We pause at the edge of the trees and squint down into the next valley. My glasses are smudged. I take them off and polish them on my shirt.
Zelda gives a terrified squeak, and grabs me and points.
I put my glasses back on and peer down at what she's seen.
Zelda isn't pointing at a distant house belonging to a kind cook, because there aren't any houses. She's pointing at something much closer.
A big hole in the hillside. A sort of pit, with piles of freshly dug earth next to it. Lying in the hole, tangled up together, are children. Lots of them. All different ages. Some older than me, some even younger than Zelda.

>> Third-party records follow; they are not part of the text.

use core::{fmt, mem, str};

/**
One raw command line argument, or a piece of one.

Given `--jobs 4 --out=bin -v build`, the parser hands out `jobs`, `4`,
`out`, `bin` and `build` as [`Arg`] values; short flags are handed out as
single bytes instead. The operating system gives us bytes, not text, so an
[`Arg`] is a byte slice. It displays lossily, with U+FFFD standing in for
anything that isn't UTF-8.
*/
#[derive(Eq, PartialEq, Hash)]
#[repr(transparent)]
pub struct Arg([u8]);

impl Arg {
    pub const fn new(bytes: &[u8]) -> &Self {
        // SAFETY: Arg is repr transparent to a byte slice
        unsafe { mem::transmute(bytes) }
    }

    pub const fn bytes(&self) -> &[u8] {
        &self.0
    }

    /// The argument as a string, if it's valid UTF-8
    pub fn to_str(&self) -> Option<&str> {
        str::from_utf8(&self.0).ok()
    }

    /// Split `name=value` at the first `=`
    pub fn split_value(&self) -> Option<(&Arg, &Arg)> {
        memchr::memchr(b'=', &self.0)
            .map(|index| (Arg::new(&self.0[..index]), Arg::new(&self.0[index + 1..])))
    }
}

impl AsRef<[u8]> for Arg {
    fn as_ref(&self) -> &[u8] {
        &self.0
    }
}

impl PartialEq<str> for Arg {
    fn eq(&self, other: &str) -> bool {
        self.0 == *other.as_bytes()
    }
}

impl fmt::Display for Arg {
    fn fmt(&self, f: &mut fmt::Formatter<'_>) -> fmt::Result {
        self.0.utf8_chunks().try_for_each(|chunk| {
            f.write_str(chunk.valid())?;

            match chunk.invalid().is_empty() {
                true => Ok(()),
                false => f.write_str("\u{FFFD}"),
            }
        })
    }
}

impl fmt::Debug for Arg {
    fn fmt(&self, f: &mut fmt::Formatter<'_>) -> fmt::Result {
        match self.to_str() {
            Some(s) => write!(f, "{s:?}"),
            None => write!(f, "{:?}", &self.0),
        }
    }
}

#[cfg(test)]
mod tests {
    extern crate std;

    use std::string::ToString;

    use super::*;

    #[test]
    fn split_value_at_first_equals() {
        let (name, value) = Arg::new(b"define=a=b").split_value().unwrap();

        assert_eq!(name, "define");
        assert_eq!(value, "a=b");
        assert!(Arg::new(b"verbose").split_value().is_none());
    }

    #[test]
    fn display_replaces_invalid_bytes() {
        assert_eq!(Arg::new(b"caf\xc3\xa9").to_string(), "café");
        assert_eq!(Arg::new(b"a\xffb").to_string(), "a\u{FFFD}b");
    }
}
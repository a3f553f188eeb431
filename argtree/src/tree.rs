/*!
The command tree: a trie of path segments, where every leaf is bound to
exactly one [`EntryPoint`] and every other node is a branch.
 */

use std::{collections::BTreeMap, fmt};

use joinery::JoinableIterator;
use tracing::debug;

use crate::{entry::EntryPoint, errors::DeclarationError, util};

/// A validated command path: zero or more segments. The zero-segment path is
/// the root, and is declared with the [`ROOT`][CommandPath::ROOT] sentinel.
#[derive(Debug, Clone, PartialEq, Eq, Hash, PartialOrd, Ord, Default)]
pub struct CommandPath {
    segments: Vec<String>,
}

impl CommandPath {
    /// The sentinel that declares an entry point at the root of the tree
    pub const ROOT: &'static str = ":root";

    #[inline]
    #[must_use]
    pub fn root() -> Self {
        Self::default()
    }

    /// Parse a space-separated path like `"remote add"`
    pub fn parse(path: &str) -> Result<Self, DeclarationError> {
        if path == Self::ROOT {
            return Ok(Self::root());
        }

        let segments: Vec<String> = path.split(' ').map(str::to_owned).collect();

        match segments
            .iter()
            .find(|segment| !util::is_segment_name(segment))
        {
            Some(segment) => Err(DeclarationError::InvalidSegment {
                path: path.to_owned(),
                segment: segment.clone(),
            }),
            None => Ok(Self { segments }),
        }
    }

    #[inline]
    #[must_use]
    pub fn segments(&self) -> &[String] {
        &self.segments
    }

    #[inline]
    #[must_use]
    pub fn is_root(&self) -> bool {
        self.segments.is_empty()
    }

    /// The segments joined with spaces; empty for the root
    pub fn words(&self) -> impl fmt::Display + '_ {
        self.segments.iter().join_with(" ")
    }
}

impl fmt::Display for CommandPath {
    fn fmt(&self, f: &mut fmt::Formatter<'_>) -> fmt::Result {
        match self.is_root() {
            true => f.write_str(Self::ROOT),
            false => write!(f, "{}", self.words()),
        }
    }
}

/// A node in the [`CommandTree`]. Either a branch, with children, or a leaf
/// bound to an entry point; never both.
#[derive(Debug, Default)]
pub struct CommandNode {
    children: BTreeMap<String, CommandNode>,
    entry: Option<EntryPoint>,
}

impl CommandNode {
    #[inline]
    #[must_use]
    pub fn entry_point(&self) -> Option<&EntryPoint> {
        self.entry.as_ref()
    }

    #[inline]
    #[must_use]
    pub fn child(&self, segment: &str) -> Option<&CommandNode> {
        self.children.get(segment)
    }

    /// The names of this node's children, in sorted order
    pub fn child_names(&self) -> impl Iterator<Item = &str> + Clone {
        self.children.keys().map(String::as_str)
    }

    #[inline]
    #[must_use]
    pub fn is_branch(&self) -> bool {
        self.entry.is_none()
    }
}

/**
The trie of declared commands. Declarations can arrive in any order: any
set of declarations that is accepted produces the same tree, and any
conflict (a path that extends another entry point, or is a prefix of one)
is rejected whichever of the two paths arrives first.
 */
#[derive(Debug, Default)]
pub struct CommandTree {
    root: CommandNode,
    entry_points: usize,
}

impl CommandTree {
    #[must_use]
    pub fn new() -> Self {
        Self::default()
    }

    #[inline]
    #[must_use]
    pub fn root(&self) -> &CommandNode {
        &self.root
    }

    /// Number of declared entry points
    #[inline]
    #[must_use]
    pub fn len(&self) -> usize {
        self.entry_points
    }

    #[inline]
    #[must_use]
    pub fn is_empty(&self) -> bool {
        self.entry_points == 0
    }

    /// Find the node at `path`, if there is one
    #[must_use]
    pub fn find(&self, path: &CommandPath) -> Option<&CommandNode> {
        self.walk(path.segments())
    }

    /// Follow `segments` down from the root
    #[must_use]
    pub fn walk(&self, segments: &[String]) -> Option<&CommandNode> {
        segments
            .iter()
            .try_fold(&self.root, |node, segment| node.child(segment))
    }

    /// Bind an entry point to its path. The tree is unchanged if this fails.
    pub fn declare(&mut self, entry: EntryPoint) -> Result<(), DeclarationError> {
        self.check(entry.path())?;

        let node = entry
            .path()
            .segments()
            .iter()
            .fold(&mut self.root, |node, segment| {
                node.children.entry(segment.clone()).or_default()
            });

        debug!(path = %entry.path(), "declared entry point");
        node.entry = Some(entry);
        self.entry_points += 1;

        Ok(())
    }

    fn check(&self, path: &CommandPath) -> Result<(), DeclarationError> {
        if path.is_root() {
            return match (self.root.entry.is_some(), self.is_empty()) {
                (true, _) => Err(DeclarationError::DuplicateEntryPoint(path.to_string())),
                (false, false) => Err(DeclarationError::RootConflict(path.to_string())),
                (false, true) => Ok(()),
            };
        }

        if self.root.entry.is_some() {
            return Err(DeclarationError::RootConflict(path.to_string()));
        }

        let mut node = &self.root;

        for (depth, segment) in path.segments().iter().enumerate() {
            node = match node.children.get(segment) {
                None => return Ok(()),
                Some(child) => child,
            };

            let is_last = depth + 1 == path.segments().len();

            if node.entry.is_some() {
                return Err(match is_last {
                    true => DeclarationError::DuplicateEntryPoint(path.to_string()),
                    false => DeclarationError::ExtendsEntryPoint {
                        path: path.to_string(),
                        prefix: path.segments()[..=depth].iter().join_with(" ").to_string(),
                    },
                });
            }
        }

        // The whole path already exists as a branch
        Err(DeclarationError::HasSubPaths(path.to_string()))
    }
}

#[cfg(test)]
mod tests {
    use rstest::rstest;

    use super::*;
    use crate::entry::EntryPointDecl;

    fn entry(path: &str) -> EntryPoint {
        EntryPoint::build(
            EntryPointDecl::new(path, |_| Ok(())),
            CommandPath::parse(path).unwrap(),
            None,
        )
        .unwrap()
    }

    fn declare_all(paths: &[&str]) -> Result<CommandTree, DeclarationError> {
        let mut tree = CommandTree::new();
        paths
            .iter()
            .try_for_each(|path| tree.declare(entry(path)))?;
        Ok(tree)
    }

    #[rstest]
    #[case("build")]
    #[case("remote add")]
    #[case(":root")]
    fn valid_paths(#[case] path: &str) {
        CommandPath::parse(path).unwrap();
    }

    #[rstest]
    #[case("")]
    #[case("Build")]
    #[case("remote  add")]
    #[case("remote help")]
    #[case("-v")]
    fn invalid_paths(#[case] path: &str) {
        assert!(matches!(
            CommandPath::parse(path),
            Err(DeclarationError::InvalidSegment { .. })
        ));
    }

    #[test]
    fn root_path_displays_as_sentinel() {
        assert_eq!(CommandPath::root().to_string(), ":root");
        assert_eq!(CommandPath::parse("a b").unwrap().to_string(), "a b");
    }

    #[rstest]
    #[case(&["a", "a b"])]
    #[case(&["a b", "a"])]
    #[case(&["a", "a"])]
    #[case(&["x y", "x y"])]
    #[case(&["x y z", "x"])]
    #[case(&[":root", "a"])]
    #[case(&["a", ":root"])]
    #[case(&[":root", ":root"])]
    fn conflicting_declarations(#[case] paths: &[&str]) {
        assert!(declare_all(paths).is_err());
    }

    #[test]
    fn prefix_collision_errors_name_the_conflict() {
        assert_eq!(
            declare_all(&["a", "a b"]).unwrap_err(),
            DeclarationError::ExtendsEntryPoint {
                path: "a b".to_owned(),
                prefix: "a".to_owned()
            }
        );
        assert_eq!(
            declare_all(&["a b", "a"]).unwrap_err(),
            DeclarationError::HasSubPaths("a".to_owned())
        );
    }

    #[rstest]
    #[case(&["build", "remote add", "remote remove"])]
    #[case(&["remote remove", "build", "remote add"])]
    #[case(&["remote add", "remote remove", "build"])]
    fn declaration_order_does_not_matter(#[case] paths: &[&str]) {
        let tree = declare_all(paths).unwrap();

        assert_eq!(tree.len(), 3);
        assert_eq!(tree.root().child_names().collect::<Vec<_>>(), ["build", "remote"]);

        let remote = tree.find(&CommandPath::parse("remote").unwrap()).unwrap();
        assert!(remote.is_branch());
        assert_eq!(remote.child_names().collect::<Vec<_>>(), ["add", "remove"]);

        let add = tree.find(&CommandPath::parse("remote add").unwrap()).unwrap();
        assert_eq!(add.entry_point().unwrap().path().to_string(), "remote add");
    }

    #[test]
    fn root_entry_point_alone() {
        let tree = declare_all(&[":root"]).unwrap();
        assert!(tree.root().entry_point().is_some());
        assert_eq!(tree.find(&CommandPath::root()).map(CommandNode::is_branch), Some(false));
    }
}
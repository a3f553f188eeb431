/*!
Typed values, and the coercion of raw command line tokens into them.

Every positional argument and every value-taking option has a [`ValueType`].
[`coerce`] turns a token into a [`Value`] of that type, or into the
[`ArgumentError`] the user will see. Boolean *options* never go through
[`coerce`]: each occurrence toggles them instead.
 */

use std::{
    fmt, io,
    path::{self, Component, Path, PathBuf},
};

use joinery::JoinableIterator;

use crate::errors::ArgumentError;

/// The width of an integer type. Tokens are range-checked against it.
#[derive(Debug, Clone, Copy, PartialEq, Eq, Hash)]
pub enum IntKind {
    I8,
    I16,
    I32,
    I64,
    Isize,
    U8,
    U16,
    U32,
    U64,
    Usize,
}

impl IntKind {
    /// The inclusive range of values this type can hold
    #[must_use]
    pub const fn range(self) -> (i128, i128) {
        match self {
            IntKind::I8 => (i8::MIN as i128, i8::MAX as i128),
            IntKind::I16 => (i16::MIN as i128, i16::MAX as i128),
            IntKind::I32 => (i32::MIN as i128, i32::MAX as i128),
            IntKind::I64 => (i64::MIN as i128, i64::MAX as i128),
            IntKind::Isize => (isize::MIN as i128, isize::MAX as i128),
            IntKind::U8 => (0, u8::MAX as i128),
            IntKind::U16 => (0, u16::MAX as i128),
            IntKind::U32 => (0, u32::MAX as i128),
            IntKind::U64 => (0, u64::MAX as i128),
            IntKind::Usize => (0, usize::MAX as i128),
        }
    }

    #[must_use]
    pub const fn name(self) -> &'static str {
        match self {
            IntKind::I8 => "i8",
            IntKind::I16 => "i16",
            IntKind::I32 => "i32",
            IntKind::I64 => "i64",
            IntKind::Isize => "isize",
            IntKind::U8 => "u8",
            IntKind::U16 => "u16",
            IntKind::U32 => "u32",
            IntKind::U64 => "u64",
            IntKind::Usize => "usize",
        }
    }
}

#[derive(Debug, Clone, Copy, PartialEq, Eq, Hash)]
pub enum FloatKind {
    F32,
    F64,
}

/**
A closed set of named members, matched case-insensitively. Members are
usually declared in upper case (`LOW`, `HIGH`), and they're printed exactly
as declared in help and error messages.
*/
#[derive(Debug, Clone, PartialEq, Eq, Hash)]
pub struct EnumType {
    name: String,
    members: Vec<String>,
}

impl EnumType {
    pub fn new(name: impl Into<String>, members: impl IntoIterator<Item = impl Into<String>>) -> Self {
        Self {
            name: name.into(),
            members: members.into_iter().map(Into::into).collect(),
        }
    }

    #[inline]
    #[must_use]
    pub fn name(&self) -> &str {
        &self.name
    }

    #[inline]
    #[must_use]
    pub fn members(&self) -> &[String] {
        &self.members
    }

    /// Find the member matching `token`, by upper-casing both sides
    #[must_use]
    pub fn lookup(&self, token: &str) -> Option<&str> {
        let token = token.to_uppercase();

        self.members
            .iter()
            .find(|member| member.to_uppercase() == token)
            .map(String::as_str)
    }

    /// The members joined with `|`, for usage and error messages
    pub fn pipe_joined(&self) -> impl fmt::Display + '_ {
        self.members.iter().join_with("|")
    }
}

/// The declared type of an argument or option.
#[derive(Debug, Clone, PartialEq, Eq, Hash)]
pub enum ValueType {
    Bool,
    Int(IntKind),
    Float(FloatKind),
    String,
    Path,
    Enum(EnumType),
}

impl ValueType {
    /// Only booleans are flags. Everything else takes a value on the
    /// command line.
    #[inline]
    #[must_use]
    pub fn takes_argument(&self) -> bool {
        !matches!(self, ValueType::Bool)
    }
}

/// Renders like a type name in help output; enums render as their members.
impl fmt::Display for ValueType {
    fn fmt(&self, f: &mut fmt::Formatter<'_>) -> fmt::Result {
        match self {
            ValueType::Bool => f.write_str("bool"),
            ValueType::Int(kind) => f.write_str(kind.name()),
            ValueType::Float(FloatKind::F32) => f.write_str("f32"),
            ValueType::Float(FloatKind::F64) => f.write_str("f64"),
            ValueType::String => f.write_str("string"),
            ValueType::Path => f.write_str("path"),
            ValueType::Enum(members) => write!(f, "{}", members.pipe_joined()),
        }
    }
}

/// A coerced argument or option value.
#[derive(Debug, Clone, PartialEq)]
pub enum Value {
    Bool(bool),
    Integer(i128),
    /// `f32` values are widened losslessly
    Float(f64),
    String(String),
    Path(PathBuf),
    /// The canonical spelling of an enum member
    Member(String),
}

impl Value {
    /// A short noun for this value's kind, used in [`AccessError`][crate::errors::AccessError]
    #[must_use]
    pub fn kind(&self) -> &'static str {
        match self {
            Value::Bool(_) => "a boolean",
            Value::Integer(_) => "an integer",
            Value::Float(_) => "a float",
            Value::String(_) => "a string",
            Value::Path(_) => "a path",
            Value::Member(_) => "an enum member",
        }
    }
}

/// Renders as a token that [`coerce`]s back into an equal value.
impl fmt::Display for Value {
    fn fmt(&self, f: &mut fmt::Formatter<'_>) -> fmt::Result {
        match self {
            Value::Bool(value) => write!(f, "{value}"),
            Value::Integer(value) => write!(f, "{value}"),
            Value::Float(value) => write!(f, "{value}"),
            Value::String(value) | Value::Member(value) => f.write_str(value),
            Value::Path(value) => write!(f, "{}", value.display()),
        }
    }
}

/**
Convert a raw token into a value of type `kind`. `name` identifies the
parameter in the error message; it's the argument name for positionals and
the flag as written for options.
*/
pub fn coerce(token: &str, kind: &ValueType, name: &str) -> Result<Value, ArgumentError> {
    match kind {
        ValueType::Bool => match token.to_ascii_lowercase().as_str() {
            "true" => Ok(Value::Bool(true)),
            "false" => Ok(Value::Bool(false)),
            _ => Err(ArgumentError::ExpectedBoolean {
                name: name.to_owned(),
                token: token.to_owned(),
            }),
        },
        ValueType::Int(width) => {
            let (min, max) = width.range();

            token
                .parse::<i128>()
                .ok()
                .filter(|value| (min..=max).contains(value))
                .map(Value::Integer)
                .ok_or_else(|| ArgumentError::ExpectedInteger {
                    name: name.to_owned(),
                    token: token.to_owned(),
                })
        }
        ValueType::Float(width) => {
            let value = match width {
                FloatKind::F32 => token.parse::<f32>().map(f64::from),
                FloatKind::F64 => token.parse::<f64>(),
            };

            value.map(Value::Float).map_err(|_| ArgumentError::ExpectedFloat {
                name: name.to_owned(),
                token: token.to_owned(),
            })
        }
        ValueType::String => Ok(Value::String(token.to_owned())),
        ValueType::Path => {
            resolve_path(token)
                .map(Value::Path)
                .map_err(|err| ArgumentError::UnresolvablePath {
                    token: token.to_owned(),
                    message: err.to_string(),
                })
        }
        ValueType::Enum(members) => members
            .lookup(token)
            .map(|member| Value::Member(member.to_owned()))
            .ok_or_else(|| ArgumentError::ExpectedMember {
                name: name.to_owned(),
                token: token.to_owned(),
                members: members.pipe_joined().to_string(),
            }),
    }
}

/// Canonicalize an existing path; make a missing one absolute and clean up
/// its `.` and `..` components without touching the filesystem.
fn resolve_path(token: &str) -> io::Result<PathBuf> {
    match std::fs::canonicalize(token) {
        Ok(path) => Ok(path),
        Err(err) if err.kind() == io::ErrorKind::NotFound => {
            path::absolute(token).map(|path| normalize(&path))
        }
        Err(err) => Err(err),
    }
}

fn normalize(path: &Path) -> PathBuf {
    path.components()
        .fold(PathBuf::new(), |mut normalized, component| {
            match component {
                Component::CurDir => {}
                Component::ParentDir => {
                    normalized.pop();
                }
                component => normalized.push(component),
            }
            normalized
        })
}
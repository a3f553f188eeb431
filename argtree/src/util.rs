/*!
Small helpers shared by the declaration and resolution code: the naming
grammar for path segments and flags, the reserved help markers, and
shell-like splitting of a whole command line.
 */

/// The tokens that trigger help mode when they're the very first argument.
/// None of them can be used as a path segment or an option name.
pub const HELP_MARKERS: [&str; 3] = ["help", "--help", "?"];

#[inline]
#[must_use]
pub fn is_help_marker(token: &str) -> bool {
    HELP_MARKERS.contains(&token)
}

/// `[a-z][a-z0-9-]*`, not ending in a dash, and not a help marker.
#[must_use]
pub fn is_segment_name(text: &str) -> bool {
    let mut chars = text.chars();

    matches!(chars.next(), Some('a'..='z'))
        && chars.all(|c| matches!(c, 'a'..='z' | '0'..='9' | '-'))
        && !text.ends_with('-')
        && !is_help_marker(text)
}

/// `--[a-zA-Z][a-zA-Z0-9-]*`, not ending in a dash, and not `--help`.
#[must_use]
pub fn is_long_option_name(text: &str) -> bool {
    let Some(name) = text.strip_prefix("--") else {
        return false;
    };

    let mut chars = name.chars();

    chars.next().is_some_and(|c| c.is_ascii_alphabetic())
        && chars.all(|c| c.is_ascii_alphanumeric() || c == '-')
        && !name.ends_with('-')
        && !is_help_marker(text)
}

/// A single ASCII letter.
#[inline]
#[must_use]
pub fn is_short_alias(alias: char) -> bool {
    alias.is_ascii_alphabetic()
}

/**
Split a command line into arguments the way a simple shell would: on
whitespace, with `'single'` and `"double"` quotes grouping text (quotes
themselves are dropped) and a backslash escaping the next character outside
single quotes. An unterminated quote runs to the end of the line.

```
use argtree::util::split_line;

assert_eq!(
    split_line(r#"build "my project" --name='a b' x\ y"#),
    ["build", "my project", "--name=a b", "x y"],
);
```
*/
#[must_use]
pub fn split_line(line: &str) -> Vec<String> {
    #[derive(Clone, Copy, PartialEq, Eq)]
    enum Quote {
        None,
        Single,
        Double,
    }

    let mut args = Vec::new();
    let mut current = String::new();
    // Distinguishes `""` (an empty argument) from no argument at all
    let mut started = false;
    let mut quote = Quote::None;
    let mut chars = line.chars();

    while let Some(c) = chars.next() {
        match (quote, c) {
            (Quote::None, c) if c.is_whitespace() => {
                if started {
                    args.push(std::mem::take(&mut current));
                    started = false;
                }
            }
            (Quote::None, '\'') => {
                quote = Quote::Single;
                started = true;
            }
            (Quote::None, '"') => {
                quote = Quote::Double;
                started = true;
            }
            (Quote::Single, '\'') | (Quote::Double, '"') => quote = Quote::None,
            (Quote::None | Quote::Double, '\\') => {
                started = true;
                match chars.next() {
                    Some(escaped) => current.push(escaped),
                    None => current.push('\\'),
                }
            }
            (_, c) => {
                started = true;
                current.push(c);
            }
        }
    }

    if started {
        args.push(current);
    }

    args
}

#[cfg(test)]
mod tests {
    use rstest::rstest;

    use super::*;

    #[rstest]
    #[case("build", true)]
    #[case("remote-add", true)]
    #[case("v2", true)]
    #[case("Build", false)]
    #[case("2fast", false)]
    #[case("trailing-", false)]
    #[case("", false)]
    #[case("help", false)]
    #[case("?", false)]
    #[case("has space", false)]
    fn segment_grammar(#[case] text: &str, #[case] valid: bool) {
        assert_eq!(is_segment_name(text), valid);
    }

    #[rstest]
    #[case("--verbose", true)]
    #[case("--dry-run", true)]
    #[case("--X11", true)]
    #[case("--help", false)]
    #[case("-v", false)]
    #[case("--", false)]
    #[case("--1st", false)]
    #[case("--end-", false)]
    #[case("verbose", false)]
    fn long_option_grammar(#[case] text: &str, #[case] valid: bool) {
        assert_eq!(is_long_option_name(text), valid);
    }

    #[test]
    fn short_aliases_are_letters() {
        assert!(is_short_alias('v'));
        assert!(is_short_alias('V'));
        assert!(!is_short_alias('?'));
        assert!(!is_short_alias('1'));
    }

    #[rstest]
    #[case("", &[])]
    #[case("  a   b  ", &["a", "b"])]
    #[case(r#"say "hello world""#, &["say", "hello world"])]
    #[case(r#"say 'it''s'"#, &["say", "its"])]
    #[case(r#"empty """#, &["empty", ""])]
    #[case(r#"a\ b"#, &["a b"])]
    #[case(r#"'unterminated quote"#, &["unterminated quote"])]
    fn splitting(#[case] line: &str, #[case] expected: &[&str]) {
        assert_eq!(split_line(line), expected);
    }
}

"What are those children doing?" says Zelda in a worried voice.
"I don't know," I say.
I'm feeling worried too.
They look like Jewish children. I can tell because they're all wearing white armbands with a blue blob that I'm pretty sure is a Jewish star.
Trembling, I give my glasses another clean.
"This wasn't in your story," whispers Zelda.
She's right, it wasn't.
The children aren't moving.
That's the bad thing with stories. Sometimes they don't come true, and sometimes what happens instead is even worse than you can imagine.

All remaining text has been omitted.